Dominique DUFOURMANTELLE
Il y a près de 30 ans, ce texte a jailli sur les pages d’un cahier. Comme le palet jeté avec précision sur les cases d’une marelle.
Puis son auteure l’a « oublié »…
Elle se risque, aujourd’hui, à le publier, dans le contexte actuel d’une parole sur l’enfance qui se libère. Il rencontrera à n’en pas douter des lecteurs qui le recevront et se laisseront happer par le texte. Rythme, tension de l’écriture, nous entraînent dans la course éperdue d’une petite fille poussée par son envie de vivre.
Préface
J’ai rencontré Dominique Dufourmantelle lors du séminaire « Folie et Lien social » que Jean Max Gaudillière et moi donnions chaque semaine à l’EHESS. Après sa mort en 2015, les participants furent accueillis par l’historien Stéphane Audoin-Rouzeau dans un séminaire
intitulé « La guerre transmise ».
Au début de cette année 2021, elle me confia le texte que vous allez lire, écrit il y a trente ans. J’étais à mille lieues de me douter qu’en ouvrant la porte de La loge, je découvrirais la guerre transmise dans une folie déchaînée contre une mère et ses filles. La plus jeune en témoigne ici au présent, sur un rythme poétique haletant, celui de son échappée belle dans la rue et plus tard dans les mots.

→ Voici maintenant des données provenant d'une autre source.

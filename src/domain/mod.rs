pub mod entity;
pub mod grid;
pub mod placement;
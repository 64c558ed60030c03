/// Sound engine: procedural sound effects via rodio.
///
/// All cues are synthesized into in-memory WAV buffers at init time.
/// Playback is fire-and-forget (non-blocking) via rodio's Sink.
///
/// Compile with `--no-default-features` or without "sound" feature
/// to disable audio entirely (the stub SoundEngine does nothing).

#[cfg(feature = "sound")]
mod inner {
    use std::io::Cursor;
    use std::sync::Arc;

    use rodio::{OutputStream, OutputStreamHandle, Sink};

    use super::{gen_eat, gen_game_over, gen_powerup, make_wav};

    pub struct SoundEngine {
        _stream: OutputStream,
        handle: OutputStreamHandle,
        sfx_eat: Arc<Vec<u8>>,
        sfx_powerup: Arc<Vec<u8>>,
        sfx_game_over: Arc<Vec<u8>>,
    }

    impl SoundEngine {
        pub fn new() -> Option<Self> {
            let (stream, handle) = OutputStream::try_default().ok()?;
            Some(SoundEngine {
                _stream: stream,
                handle,
                sfx_eat: Arc::new(make_wav(&gen_eat())),
                sfx_powerup: Arc::new(make_wav(&gen_powerup())),
                sfx_game_over: Arc::new(make_wav(&gen_game_over())),
            })
        }

        fn play(&self, buf: &Arc<Vec<u8>>) {
            if let Ok(sink) = Sink::try_new(&self.handle) {
                let cursor = Cursor::new(buf.as_ref().clone());
                if let Ok(src) = rodio::Decoder::new(cursor) {
                    sink.append(src);
                    sink.detach(); // fire-and-forget
                }
            }
        }

        pub fn play_eat(&self) { self.play(&self.sfx_eat); }
        pub fn play_powerup(&self) { self.play(&self.sfx_powerup); }
        pub fn play_game_over(&self) { self.play(&self.sfx_game_over); }
    }
}

// ════════════════════════════════════════════════════════════
//  Waveform generators: all produce Vec<f32> mono samples
// ════════════════════════════════════════════════════════════

const SAMPLE_RATE: u32 = 22050;
const PEAK: f32 = 0.3;
const TAIL: f32 = 0.03;

#[cfg_attr(not(feature = "sound"), allow(dead_code))]
#[derive(Clone, Copy)]
enum Wave {
    Sine,
    Square,
    Sawtooth,
}

#[cfg_attr(not(feature = "sound"), allow(dead_code))]
impl Wave {
    /// `phase` in cycles; only the fractional part matters.
    fn sample(self, phase: f32) -> f32 {
        let p = phase.fract();
        match self {
            Wave::Sine => (p * std::f32::consts::TAU).sin(),
            Wave::Square => if p < 0.5 { 1.0 } else { -1.0 },
            Wave::Sawtooth => 2.0 * p - 1.0,
        }
    }
}

/// Exponential pitch glide through `freqs`, one segment of `seg_dur`
/// seconds per adjacent pair, with an exponential volume decay over the
/// whole cue. Phase is accumulated so the glide has no clicks.
#[cfg_attr(not(feature = "sound"), allow(dead_code))]
fn glide(wave: Wave, freqs: &[f32], seg_dur: f32) -> Vec<f32> {
    let segments = freqs.len().saturating_sub(1).max(1);
    let seg_len = (SAMPLE_RATE as f32 * seg_dur) as usize;
    let total = seg_len * segments;
    let mut samples = Vec::with_capacity(total);
    let mut phase = 0.0_f32;
    for i in 0..total {
        let seg = (i / seg_len.max(1)).min(segments - 1);
        let f0 = freqs.get(seg).copied().unwrap_or(440.0);
        let f1 = freqs.get(seg + 1).copied().unwrap_or(f0);
        let t = (i - seg * seg_len) as f32 / seg_len.max(1) as f32;
        let freq = f0 * (f1 / f0).powf(t);
        let env = PEAK * (TAIL / PEAK).powf(i as f32 / total as f32);
        samples.push(wave.sample(phase) * env);
        phase = (phase + freq / SAMPLE_RATE as f32).fract();
    }
    samples
}

/// Food: sine drop 880 → 440 Hz in 0.1 s
#[cfg_attr(not(feature = "sound"), allow(dead_code))]
fn gen_eat() -> Vec<f32> {
    glide(Wave::Sine, &[880.0, 440.0], 0.1)
}

/// Powerup: square climb 440 → 880 → 1320 Hz in 0.2 s
#[cfg_attr(not(feature = "sound"), allow(dead_code))]
fn gen_powerup() -> Vec<f32> {
    glide(Wave::Square, &[440.0, 880.0, 1320.0], 0.1)
}

/// Game over: sawtooth slide 220 → 110 Hz in 0.5 s
#[cfg_attr(not(feature = "sound"), allow(dead_code))]
fn gen_game_over() -> Vec<f32> {
    glide(Wave::Sawtooth, &[220.0, 110.0], 0.5)
}

// ════════════════════════════════════════════════════════════
//  WAV encoder: wraps f32 samples into a valid WAV buffer
// ════════════════════════════════════════════════════════════

#[cfg_attr(not(feature = "sound"), allow(dead_code))]
fn make_wav(samples: &[f32]) -> Vec<u8> {
    let num_channels: u16 = 1;
    let bits_per_sample: u16 = 16;
    let byte_rate = SAMPLE_RATE * (num_channels as u32) * (bits_per_sample as u32) / 8;
    let block_align = num_channels * bits_per_sample / 8;
    let data_size = samples.len() as u32 * 2;
    let file_size = 36 + data_size;

    let mut buf = Vec::with_capacity(44 + data_size as usize);

    buf.extend_from_slice(b"RIFF");
    buf.extend_from_slice(&file_size.to_le_bytes());
    buf.extend_from_slice(b"WAVE");

    buf.extend_from_slice(b"fmt ");
    buf.extend_from_slice(&16u32.to_le_bytes());
    buf.extend_from_slice(&1u16.to_le_bytes()); // PCM
    buf.extend_from_slice(&num_channels.to_le_bytes());
    buf.extend_from_slice(&SAMPLE_RATE.to_le_bytes());
    buf.extend_from_slice(&byte_rate.to_le_bytes());
    buf.extend_from_slice(&block_align.to_le_bytes());
    buf.extend_from_slice(&bits_per_sample.to_le_bytes());

    buf.extend_from_slice(b"data");
    buf.extend_from_slice(&data_size.to_le_bytes());
    for &s in samples {
        let val = (s.clamp(-1.0, 1.0) * 32767.0) as i16;
        buf.extend_from_slice(&val.to_le_bytes());
    }
    buf
}

// ════════════════════════════════════════════════════════════
//  Public API: compiles to no-ops when sound feature is off
// ════════════════════════════════════════════════════════════

#[cfg(feature = "sound")]
pub use inner::SoundEngine;

#[cfg(not(feature = "sound"))]
pub struct SoundEngine;

#[cfg(not(feature = "sound"))]
impl SoundEngine {
    pub fn new() -> Option<Self> { Some(SoundEngine) }
    pub fn play_eat(&self) {}
    pub fn play_powerup(&self) {}
    pub fn play_game_over(&self) {}
}
/// Events emitted during a simulation step.
/// The presentation layer consumes these for sound, effects and persistence.

use crate::domain::grid::Cell;

#[derive(Clone, Debug, PartialEq, Eq)]
pub enum GameEvent {
    AteFood { cell: Cell },
    AtePowerup { cell: Cell },
    PowerupSpawned { cell: Cell },
    PowerupExpired { cell: Cell },
    NewHighScore { score: u32 },
    GameOver { score: u32 },
}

L’adulte qu’elle est devenue est restée fidèle aux ressources de l’enfant face à la brutalité extrême, pour nous emmener avec elle, lecteurs et lectrices, sans nous transformer en voyeurs. Son art de la fugue est ponctué par de petites phrases et accompagné par des petites choses, sans oublier des animaux, où se réfugient la vie et l’intelligence. L’enfant perçoit au-delà de la violence de l’ancien déporté, l’univers concentrationnaire qui s’abat sur elles, cherche à les protéger -lui aussi- jusqu’à la tragédie finale, figée dans un article du
journal le Monde de 1961.
« Les fais divers ne sont pas divers pour tout le monde » disait Jean Max Gaudillière lors de son séminaire sur Pirandello qui trouvait les sujets de ses nouvelles dans les journaux siciliens. La jalousie démente de la femme de l’auteur sicilien avait éclaté après un tremblement de terre inondant subitement la mine de souffre d’où ils tiraient leurs revenus.
Pendant le premier conflit mondial, il transformera ses nouvelles en ce qu’il appelle « son théâtre de guerre ».
La loge est la scène du théâtre de la guerre que mène l’enfant pour survivre, mais aussi pour comprendre. L’acuité de ses impressions, désavouées par l’entourage, se fait entendre dans la justesse du ton de son écriture qui parle aussi pour ceux que personne n’entend.
Publiée aux Editions du Chameau, La Loge ne pouvait trouver meilleur accueil. Lorsque LoÏc Jacquet y publia « Salut poilu!» et me demanda de le préfacer, j’eus la joie de découvrir qu’il y était accueilli par Brigitte Montaclair, ayant participé, elle aussi, à notre séminaire.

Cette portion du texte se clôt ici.